Investors should look beyond index funds to more tactical options.

  • By Jeff Reeves,
  • U.S. News & World Report
  • Facebook.
  • Twitter.
  • LinkedIn.
  • Print

When it comes to investing, so-called "index funds" are the go-to way for most Americans to access Wall Street. These products are typically benchmarked to a fixed list of investments, such as the 500 largest U.S. companies making up the S&P 500 (.SPX) or the 30 stocks making up the Dow Jones Industrial Average (.DJI). While a passive investing strategy has its appeals, some investors prefer a more active approach to their exchange-traded funds and look for alternatives to the same old index funds. If that is your goal, here are seven actively managed ETFs to consider in 2021.

ARK Innovation ETF

A massive $23 billion fund (ARKK) that eclipses some index ETFs out there, this actively managed fund is focused on stocks that have long-term innovative potential as they delve into dynamic new technologies ranging from gene therapy to e-commerce. Top holdings among the roughly 55 components at present include electric vehicle maker Tesla (TSLA) and mobile payments giant Square (SQ). "Innovation" isn't exactly a fixed sector, so investors will find companies from all over Wall Street even if the lion's share of them loosely fall under the umbrella of technology stocks. This active ETF comes with an annual expense ratio of 0.75%, or $75 for every $10,000 invested. If you want a growth-oriented improvement over the typical index fund, ARKK could be worth a look.

First Trust Long/Short Equity ETF

This fund (FTLS) is a unique approach to actively managed ETFs, with a strategy that is both "long" by betting on the upside of some stocks and "short" by betting that others will take a tumble. As you can imagine, that means regularly going through the list of publicly traded companies on Wall Street and putting them on one side or the other. Right now, FTLS is long on familiar high-flying tech stocks like Apple (AAPL) and Microsoft Corp. (MSFT) and short on stocks including debt-laden telecom T-Mobile (TMUS) and oil services company Schlumberger (SLB). There's risk here, as you have to hope it's on the right side of the trade on individual stocks, but it's an interesting alternative approach to index funds. The annual expense ratio is 1.55% – significantly higher than standard index funds. Keep in mind 0.6% of that is margin interest expense and fees associated with short selling. These costs are a structural component of any short strategy for those looking to pursue this approach to betting against stocks.

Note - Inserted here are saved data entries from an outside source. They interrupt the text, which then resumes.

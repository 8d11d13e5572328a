#![deny(clippy::wildcard_imports)]
#![cfg_attr(test, allow(clippy::wildcard_imports))]

pub mod adapters;
pub mod config;
pub mod db;
pub mod entities;
pub mod error;
pub mod errors;
pub mod extractors;
pub mod infra;
pub mod middleware;
pub mod repos;
pub mod routes;
pub mod services;
pub mod state;
pub mod telemetry;
pub mod test_support;
pub mod trace_ctx;

pub use config::AppConfig;
pub use error::AppError;
pub use extractors::{TaskId, ValidatedJson};
pub use infra::state::{build_state, StateBuilder};
pub use middleware::{RequestTrace, StructuredLogger, TraceSpan};
pub use state::AppState;

// Auto-initialize logging for unit tests
#[cfg(test)]
#[ctor::ctor]
fn init_test_logging() {
    backend_test_support::logging::init();
}
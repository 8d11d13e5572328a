use std::path::PathBuf;

use clap::{Parser, ValueEnum};
use db_infra::{
    orchestrate_migration, process_env_vars, resolve_connection, ConfigLayers, ENVIRONMENT_VAR,
};
use migration::MigrationCommand;

#[derive(Clone, Copy, ValueEnum)]
enum Command {
    Up,
    Down,
    Fresh,
    Reset,
    Refresh,
    Status,
}

impl From<Command> for MigrationCommand {
    fn from(command: Command) -> Self {
        match command {
            Command::Up => MigrationCommand::Up,
            Command::Down => MigrationCommand::Down,
            Command::Fresh => MigrationCommand::Fresh,
            Command::Reset => MigrationCommand::Reset,
            Command::Refresh => MigrationCommand::Refresh,
            Command::Status => MigrationCommand::Status,
        }
    }
}

#[derive(Parser)]
#[command(name = "migration")]
#[command(about = "Task organizer database migration tool")]
struct Args {
    /// Migration command to run
    #[arg(value_enum)]
    command: Command,

    /// Environment name; overrides ORGANIZADOR_ENVIRONMENT
    #[arg(short, long)]
    environment: Option<String>,

    /// Directory holding appsettings.json and appsettings.{Environment}.json
    #[arg(short, long, default_value = ".")]
    config_dir: PathBuf,
}

#[tokio::main]
async fn main() {
    tracing_subscriber::fmt()
        .with_writer(std::io::stdout)
        .without_time()
        .with_target(false)
        .with_thread_ids(false)
        .with_thread_names(false)
        .with_line_number(false)
        .with_file(false)
        .with_env_filter("migration=info,db_infra=info,sqlx=warn")
        .init();

    let args = match Args::try_parse() {
        Ok(args) => args,
        Err(e) if !e.use_stderr() => {
            // --help / --version
            print!("{e}");
            std::process::exit(0);
        }
        Err(e) => {
            eprintln!("{e}");
            std::process::exit(2);
        }
    };

    let mut env_vars = process_env_vars();
    if let Some(environment) = args.environment {
        env_vars.insert(ENVIRONMENT_VAR.to_string(), environment);
    }

    let layers = match ConfigLayers::load(&args.config_dir, &env_vars) {
        Ok(layers) => layers,
        Err(e) => {
            eprintln!("Failed to load settings: {e}");
            std::process::exit(1);
        }
    };

    let resolved = resolve_connection(&layers);
    tracing::info!(
        "environment={} driver={} source={:?}",
        layers.environment_name,
        resolved.driver,
        resolved.source
    );

    if let Err(e) = orchestrate_migration(&resolved, args.command.into()).await {
        eprintln!("Migration failed: {e}");
        std::process::exit(1);
    }
}
pub mod db;
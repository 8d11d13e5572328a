//! Infrastructure layer: schema bootstrap, state building, DB error mapping.

pub mod db_errors;
pub mod schema;
pub mod state;
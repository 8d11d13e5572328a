//! Helpers shared by unit and integration tests.

pub mod app_builder;

pub use app_builder::{create_test_app_builder, TestAppBuilder};

use db_infra::ResolvedConnection;

use crate::error::AppError;
use crate::infra::state::build_state;
use crate::state::app_state::AppState;

/// State backed by a fresh, migrated in-memory SQLite database.
pub async fn memory_state() -> Result<AppState, AppError> {
    build_state()
        .with_connection(ResolvedConnection::from_connection_string(Some(
            "Data Source=:memory:",
        )))
        .build()
        .await
}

WisdomTree Emerging Markets Local Debt Fund

While index funds are a cost-effective way to play straightforward strategies, other approaches to the universe of potential investments are not quite as simple. Emerging-market debt is a great example, as local conditions are unique in these regions, but debt offerings from corporations or local governments can often yield much higher returns than bonds from domestic blue-chip stocks or the U.S. Treasury. Wisdom Tree's ELD fund (ELD) is an actively managed solution to this problem, built around hard-to-access debt in local currencies that investors may not be able to tap into easily. There's obviously more risk when you're investing in the debt of nations like Peru or the Philippines instead of the U.S. or Europe, but a 12-month yield of 4.9% on this active ETF proves there is bigger income potential, too. The fund has an expense ratio of 0.55%.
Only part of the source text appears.